"A consistent learner experience drives a consistent customer experience, and that’s what the cable TV business is all about,” says Martha Soehren, Comcast University’s top executive, who oversees the training and development of Comcast Cable’s 91,000 employees.
Although tireless efforts within Comcast University to improve training related to customer service had already yielded many positive results, Comcast needed to reinforce its customer-first philosophy among its thousands of employees with leadership responsibilities.
Enter Social Learning
Comcast: A Customer-First Approach to Learning, a new study from ATD Research, explores how Comcast revamped its leadership development program, encouraged social learning, and measured the impact of learning programs, all with an eye on ultimately improving the customer experience.

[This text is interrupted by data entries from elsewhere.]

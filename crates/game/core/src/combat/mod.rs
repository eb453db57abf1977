//! Combat resolution system.
//!
//! This module provides pure functions for resolving combat interactions.
//! All combat logic is deterministic; randomness enters only through the
//! critical roll passed in (or drawn from [`crate::env::Dice`]).
//!
//! # Core Functions
//!
//! - `calculate_damage`: attacker/defender modifiers → damage for one hit
//! - `allocate_damage`: guard → secondary armor → health split
//! - `resolve_action`: complete action resolution over all hits and effects

pub mod allocation;
pub mod damage;
pub mod result;

pub use allocation::{DamageAllocation, allocate_damage};
pub use damage::{DamageResult, calculate_damage, critical_rate};
pub use result::{ActionResolution, HitOutcome, resolve_action};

The study reports that the backbone of the blended One Comcast Leader program is a modern social learning platform that enables participants to collaborate and learn in a variety of innovative ways. After considering options, Comcast University selected the platform provided by San Francisco-based software firm NovoEd.
The customized website features a modern and intuitive interface that is easy to navigate, especially for anyone familiar with social sites like Facebook, says Jennifer Lagana, senior program manager. Users are greeted with an opening page that introduces the learning program and its various elements, including guides, tutorials, discussion groups, postings, and assignments. It can be accessed from any device.

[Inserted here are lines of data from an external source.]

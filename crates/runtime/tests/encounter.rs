use combat_content::ContentFactory;
use combat_core::{
    Action, ActionPattern, CardDefinition, Catalog, CombatEvent, DeckPiles, Dice,
    EncounterState, EnemyDefinition, Outcome, Phase, PlayError, PlayerProfile, SetupError,
    StatusEffectEntry, StatusKind,
};
use runtime::{
    ActionProvider, AutoPlayProvider, EncounterSnapshot, EndTurnProvider, Event, LifecycleEvent,
    PlayerChoice, Runtime, RuntimeConfig, RuntimeError, ScriptedProvider, Topic,
};
use tempfile::TempDir;

fn player(max_health: u32, deck: &[&str]) -> PlayerProfile {
    PlayerProfile {
        name: "Warden".into(),
        max_health,
        health: None,
        speed: 100,
        equipment: Vec::new(),
        deck: deck.iter().map(|id| id.to_string()).collect(),
    }
}

fn enemy(id: &str, max_health: u32, patterns: Vec<ActionPattern>) -> EnemyDefinition {
    EnemyDefinition {
        id: id.into(),
        name: id.into(),
        max_health,
        secondary_armor: 0,
        // Same speed as the player: no initiative bonus, player first.
        speed: 100,
        starting_effects: Vec::new(),
        patterns,
    }
}

fn cards() -> Vec<CardDefinition> {
    vec![
        CardDefinition::new("strike", 1, Action::offense("Strike", 6)),
        CardDefinition::new("defend", 1, Action::defense("Defend", 5)),
        CardDefinition::new("mend", 1, Action::heal("Mend", 8)),
    ]
}

fn catalog(player: PlayerProfile, enemies: Vec<EnemyDefinition>) -> Catalog {
    Catalog::new(cards(), enemies, player)
}

fn striker_vs(enemies: Vec<EnemyDefinition>) -> Catalog {
    catalog(player(50, &["strike"; 5]), enemies)
}

#[tokio::test]
async fn auto_play_defeats_a_weak_enemy() {
    let rat = enemy(
        "rat",
        10,
        vec![ActionPattern::pooled(Action::offense("Nibble", 1))],
    );

    let mut runtime = Runtime::builder()
        .catalog(striker_vs(vec![rat]))
        .enemy("rat")
        .seed(7)
        .player_provider(AutoPlayProvider)
        .build()
        .await
        .unwrap();

    let summary = runtime.run().await.unwrap();

    assert_eq!(summary.outcome, Some(Outcome::Victory));
    assert!(summary.enemy_health <= 0);
    assert!(summary.player_health > 0);
    runtime.shutdown().await.unwrap();
}

#[tokio::test]
async fn passive_player_is_defeated() {
    let brute = enemy(
        "brute",
        40,
        vec![ActionPattern::pooled(Action::offense("Club", 10))],
    );

    let mut runtime = Runtime::builder()
        .catalog(catalog(player(30, &["strike"; 5]), vec![brute]))
        .enemy("brute")
        .player_provider(EndTurnProvider)
        .build()
        .await
        .unwrap();

    let summary = runtime.run().await.unwrap();

    assert_eq!(summary.outcome, Some(Outcome::Defeat));
    assert_eq!(summary.enemy_health, 40);
    assert!(summary.player_health <= 0);
}

#[tokio::test]
async fn illegal_play_is_rejected_and_published() {
    let dummy = enemy(
        "dummy",
        100,
        vec![ActionPattern::pooled(Action::defense("Brace", 1))],
    );
    let runtime = Runtime::builder()
        .catalog(striker_vs(vec![dummy]))
        .enemy("dummy")
        .build()
        .await
        .unwrap();

    let handle = runtime.handle();
    let mut lifecycle = handle.subscribe(Topic::Lifecycle);

    handle.start().await.unwrap();
    let before = handle.snapshot().await.unwrap();

    let err = handle.play_card(99).await.unwrap_err();
    assert!(matches!(
        err,
        RuntimeError::Play(PlayError::InvalidHandIndex { index: 99, .. })
    ));

    let after = handle.snapshot().await.unwrap();
    assert_eq!(before, after);

    assert!(matches!(
        lifecycle.recv().await.unwrap(),
        Event::Lifecycle(LifecycleEvent::EncounterStarted { .. })
    ));
    assert!(matches!(
        lifecycle.recv().await.unwrap(),
        Event::Lifecycle(LifecycleEvent::PlayRejected { .. })
    ));
}

#[tokio::test]
async fn commands_before_start_are_rejected() {
    let dummy = enemy(
        "dummy",
        100,
        vec![ActionPattern::pooled(Action::defense("Brace", 1))],
    );
    let runtime = Runtime::builder()
        .catalog(striker_vs(vec![dummy]))
        .enemy("dummy")
        .build()
        .await
        .unwrap();

    let err = runtime.handle().end_turn().await.unwrap_err();
    assert!(matches!(
        err,
        RuntimeError::Play(PlayError::WrongPhase(Phase::NotStarted))
    ));
}

#[tokio::test]
async fn combat_events_follow_engine_order() {
    let dummy = enemy(
        "dummy",
        100,
        vec![ActionPattern::pooled(Action::defense("Brace", 1))],
    );
    let runtime = Runtime::builder()
        .catalog(striker_vs(vec![dummy]))
        .enemy("dummy")
        .build()
        .await
        .unwrap();

    let handle = runtime.handle();
    let mut combat = handle.subscribe(Topic::Combat);
    handle.start().await.unwrap();

    let mut events = Vec::new();
    while let Ok(Event::Combat(event)) = combat.try_recv() {
        events.push(event);
    }

    assert!(matches!(events[0], CombatEvent::RoundStarted { round: 1, .. }));
    assert!(
        events
            .iter()
            .any(|e| matches!(e, CombatEvent::CardsDrawn { count: 5, .. }))
    );
}

#[tokio::test]
async fn concurrent_callers_are_served_one_at_a_time() {
    let dummy = enemy(
        "dummy",
        100,
        vec![ActionPattern::pooled(Action::defense("Brace", 1))],
    );
    let runtime = Runtime::builder()
        .catalog(striker_vs(vec![dummy]))
        .enemy("dummy")
        .build()
        .await
        .unwrap();

    let handle = runtime.handle();
    handle.start().await.unwrap();

    let tasks: Vec<_> = (0..3)
        .map(|_| {
            let handle = handle.clone();
            tokio::spawn(async move { handle.play_card(0).await })
        })
        .collect();
    for task in tasks {
        task.await.unwrap().unwrap();
    }

    let snapshot = handle.snapshot().await.unwrap();
    assert_eq!(snapshot.energy(), 0);
    assert_eq!(snapshot.hand().len(), 2);
    assert!(snapshot.playable.is_empty());
    assert_eq!(snapshot.state.enemy.health, 100 - 18);
}

#[tokio::test]
async fn same_seed_replays_identically() {
    let slime = enemy(
        "slime",
        45,
        vec![
            ActionPattern::pooled(Action::offense("Bite", 4)).weighted(0.5),
            ActionPattern::pooled(Action::offense("Lash", 2).with_hits(2)).weighted(0.3),
            ActionPattern::pooled(Action::defense("Harden", 4)).weighted(0.2),
        ],
    );

    let mut summaries = Vec::new();
    for _ in 0..2 {
        let mut runtime = Runtime::builder()
            .catalog(catalog(
                player(50, &["strike", "strike", "strike", "defend", "mend"]),
                vec![slime.clone()],
            ))
            .enemy("slime")
            .seed(42)
            .player_provider(AutoPlayProvider)
            .build()
            .await
            .unwrap();
        summaries.push(runtime.run().await.unwrap());
    }

    assert_eq!(summaries[0], summaries[1]);
    assert!(summaries[0].outcome.is_some());
}

#[tokio::test]
async fn unknown_enemy_fails_to_build() {
    let result = Runtime::builder()
        .catalog(striker_vs(Vec::new()))
        .enemy("dragon")
        .build()
        .await;

    assert!(matches!(
        result,
        Err(RuntimeError::Setup(SetupError::UnknownEnemy(id))) if id == "dragon"
    ));
}

#[tokio::test]
async fn step_requires_a_player_provider() {
    let dummy = enemy(
        "dummy",
        100,
        vec![ActionPattern::pooled(Action::defense("Brace", 1))],
    );
    let mut runtime = Runtime::builder()
        .catalog(striker_vs(vec![dummy]))
        .enemy("dummy")
        .build()
        .await
        .unwrap();

    assert!(matches!(
        runtime.step().await,
        Err(RuntimeError::ProviderNotSet)
    ));

    runtime.set_player_provider(EndTurnProvider);
    assert!(runtime.step().await.unwrap().is_none());
}

#[tokio::test]
async fn stalemates_hit_the_round_limit() {
    let turtle = enemy(
        "turtle",
        100,
        vec![ActionPattern::pooled(Action::defense("Withdraw", 3))],
    );

    let mut runtime = Runtime::builder()
        .config(RuntimeConfig {
            max_rounds: 3,
            ..RuntimeConfig::default()
        })
        .catalog(striker_vs(vec![turtle]))
        .enemy("turtle")
        .player_provider(EndTurnProvider)
        .build()
        .await
        .unwrap();

    assert!(matches!(
        runtime.run().await,
        Err(RuntimeError::RoundLimitExceeded { max_rounds: 3 })
    ));
}

#[tokio::test]
async fn scripted_provider_replays_choices() {
    let dummy = enemy(
        "dummy",
        100,
        vec![ActionPattern::pooled(Action::defense("Brace", 1))],
    );
    let mut runtime = Runtime::builder()
        .catalog(striker_vs(vec![dummy]))
        .enemy("dummy")
        .player_provider(ScriptedProvider::new([
            PlayerChoice::Play(0),
            PlayerChoice::Play(0),
            PlayerChoice::EndTurn,
        ]))
        .build()
        .await
        .unwrap();

    // start, two plays, end turn
    for _ in 0..4 {
        runtime.step().await.unwrap();
    }

    let snapshot = runtime.handle().snapshot().await.unwrap();
    assert_eq!(snapshot.state.turn.round, 2);
    assert_eq!(snapshot.state.enemy.health, 100 - 12);
}

#[tokio::test]
async fn journal_records_the_whole_encounter() {
    let dir = TempDir::new().unwrap();
    let path = dir.path().join("journal.jsonl");
    let rat = enemy(
        "rat",
        10,
        vec![ActionPattern::pooled(Action::offense("Nibble", 1))],
    );

    let mut runtime = Runtime::builder()
        .catalog(striker_vs(vec![rat]))
        .enemy("rat")
        .journal(&path)
        .player_provider(AutoPlayProvider)
        .build()
        .await
        .unwrap();
    runtime.run().await.unwrap();
    runtime.shutdown().await.unwrap();

    let events: Vec<Event> = std::fs::read_to_string(&path)
        .unwrap()
        .lines()
        .map(|line| serde_json::from_str(line).unwrap())
        .collect();

    assert!(events.iter().any(|e| matches!(
        e,
        Event::Lifecycle(LifecycleEvent::EncounterStarted { .. })
    )));
    assert!(events.iter().any(|e| matches!(
        e,
        Event::Lifecycle(LifecycleEvent::EncounterFinished { summary })
            if summary.outcome == Some(Outcome::Victory)
    )));
}

#[tokio::test]
async fn bundled_content_plays_to_an_outcome() {
    let bundle = ContentFactory::bundled().load_bundle().unwrap();
    let enemies = bundle.catalog.enemy_ids();

    for enemy_id in enemies {
        let mut runtime = Runtime::builder()
            .content(bundle.clone())
            .enemy(enemy_id.clone())
            .seed(2024)
            .player_provider(AutoPlayProvider)
            .build()
            .await
            .unwrap();

        let summary = runtime.run().await.unwrap();
        assert!(summary.outcome.is_some(), "{enemy_id} did not finish");
    }
}

fn snapshot_with_hand(player_health: u32, hand: Vec<CardDefinition>) -> EncounterSnapshot {
    let count = hand.len();
    let mut deck = DeckPiles::stacked(hand.into_iter().rev().collect());
    deck.draw(count, &mut Dice::seeded(1));

    let player = player(40, &[]).to_combatant().with_health(player_health);
    let enemy = enemy("dummy", 30, Vec::new()).to_combatant();
    let mut state = EncounterState::new(1, player, enemy, deck);
    state.turn.phase = Phase::PlayerPhase;
    state.turn.energy = 3;

    EncounterSnapshot {
        enemy: "dummy".into(),
        playable: (0..count).collect(),
        state,
    }
}

#[tokio::test]
async fn auto_play_prefers_damage_at_full_health() {
    let snapshot = snapshot_with_hand(40, cards());
    let choice = AutoPlayProvider.choose(&snapshot).await.unwrap();
    assert_eq!(choice, PlayerChoice::Play(0));
}

#[tokio::test]
async fn auto_play_heals_and_cleanses_when_hurt() {
    let cleanse = CardDefinition::new("purge", 1, Action::heal("Purge", 8).with_cleanse());
    let mut snapshot = snapshot_with_hand(10, vec![cards()[0].clone(), cleanse]);
    snapshot.state.player.status = snapshot
        .state
        .player
        .status
        .with_applied(&StatusEffectEntry::timed(StatusKind::Poison, 3, 0));

    let choice = AutoPlayProvider.choose(&snapshot).await.unwrap();
    assert_eq!(choice, PlayerChoice::Play(1));
}

#[tokio::test]
async fn auto_play_ends_turn_without_playable_cards() {
    let mut snapshot = snapshot_with_hand(40, cards());
    snapshot.playable.clear();
    let choice = AutoPlayProvider.choose(&snapshot).await.unwrap();
    assert_eq!(choice, PlayerChoice::EndTurn);
}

The NovoEd platform was introduced in 2016 to participants in the 12-week manager transform pilot. As with all other OCL sessions, the 45-person class was divided into “trek teams” of four or five participants who were each asked to devote two hours on the site each week at their convenience on team-based assignments.
The platform features an array of options for participants to receive instruction and collaborate with peers and facilitators in groups large and small. Instructional videos are available on the site, and participants are expected to contribute informal video reflections about leadership concepts uploaded from their portable devices.

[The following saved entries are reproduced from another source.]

use core::fmt;

use crate::stats::{Initiative, PhaseQueue};

use super::combatant::Side;

/// Where the encounter currently stands.
#[derive(Clone, Copy, Debug, Default, PartialEq, Eq, Hash)]
#[cfg_attr(feature = "serde", derive(serde::Serialize, serde::Deserialize))]
pub enum Phase {
    /// Created but `start` not yet called.
    #[default]
    NotStarted,
    /// Waiting for the player to play cards or end the turn.
    PlayerPhase,
    /// Player periodic damage and decay in progress.
    EndPlayerPhase,
    /// Enemy periodic damage, decay, selection and resolution in progress.
    EnemyPhase,
    /// Victory or defeat reached.
    Finished,
}

impl Phase {
    pub const fn as_str(self) -> &'static str {
        match self {
            Phase::NotStarted => "not_started",
            Phase::PlayerPhase => "player_phase",
            Phase::EndPlayerPhase => "end_player_phase",
            Phase::EnemyPhase => "enemy_phase",
            Phase::Finished => "finished",
        }
    }
}

impl fmt::Display for Phase {
    fn fmt(&self, f: &mut fmt::Formatter<'_>) -> fmt::Result {
        f.write_str(self.as_str())
    }
}

/// Terminal result of an encounter.
#[derive(Clone, Copy, Debug, PartialEq, Eq, Hash)]
#[cfg_attr(feature = "serde", derive(serde::Serialize, serde::Deserialize))]
pub enum Outcome {
    Victory,
    Defeat,
}

impl Outcome {
    /// Victory wins ties: enemy health is checked before player health.
    pub fn judge(player_health: i64, enemy_health: i64) -> Option<Self> {
        if enemy_health <= 0 {
            Some(Outcome::Victory)
        } else if player_health <= 0 {
            Some(Outcome::Defeat)
        } else {
            None
        }
    }
}

/// Round bookkeeping.
#[derive(Clone, Debug, Default, PartialEq, Eq)]
#[cfg_attr(feature = "serde", derive(serde::Serialize, serde::Deserialize))]
pub struct RoundState {
    /// 1-based round number; 0 before the first round.
    pub round: u32,
    pub phase: Phase,
    /// Enemy phases begun so far, disabled ones included.
    pub enemy_phase_counter: u32,
    /// Energy left in the current player phase.
    pub energy: u32,
    /// Initiative of the current round.
    pub initiative: Option<Initiative>,
    /// Phases of the current round already begun (0..=2).
    pub slot: usize,
    pub outcome: Option<Outcome>,
}

impl RoundState {
    pub fn queue(&self) -> Option<PhaseQueue> {
        self.initiative.as_ref().map(PhaseQueue::from_initiative)
    }

    /// Side owning the next unstarted phase of the round, if any.
    pub fn next_side(&self) -> Option<Side> {
        self.queue().and_then(|q| q.iter().nth(self.slot))
    }

    pub fn is_finished(&self) -> bool {
        self.outcome.is_some()
    }
}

Employing the social learning platform over a three-month course enabled CU to ensure that experiential learning is incorporated into and reinforced within each manager’s professional life, says Lagana. Learners are not in an isolated bubble of a training environment, but rather are applying leadership concepts in real situations and then sharing those experiences with colleagues. Another priority for the platform was to ensure that CU’s top goals for the OCL initiative—a high course completion rate, a positive learner experience, and an improved customer experience—are met. Thus far, reactions to the social platform have been positive.
“It is not only a tool for learning, but also for sharing of best practices,” says Lagana. “The virtual world format enables users to collaborate at any time and in many ways.”
NovoEd is one of two social learning platforms CU uses to develop its leadership corps. The company uses SurePeople’s platform for the director launch and high potential leader programs, which is separately operated. Why the two different vendors? “We wanted to explore different options in this space and to test both platforms,” Lagana says. She says the SurePeople platform provides a leadership assessment tool that CU finds useful for its director level executives, and which is not part of the NovoEd experience.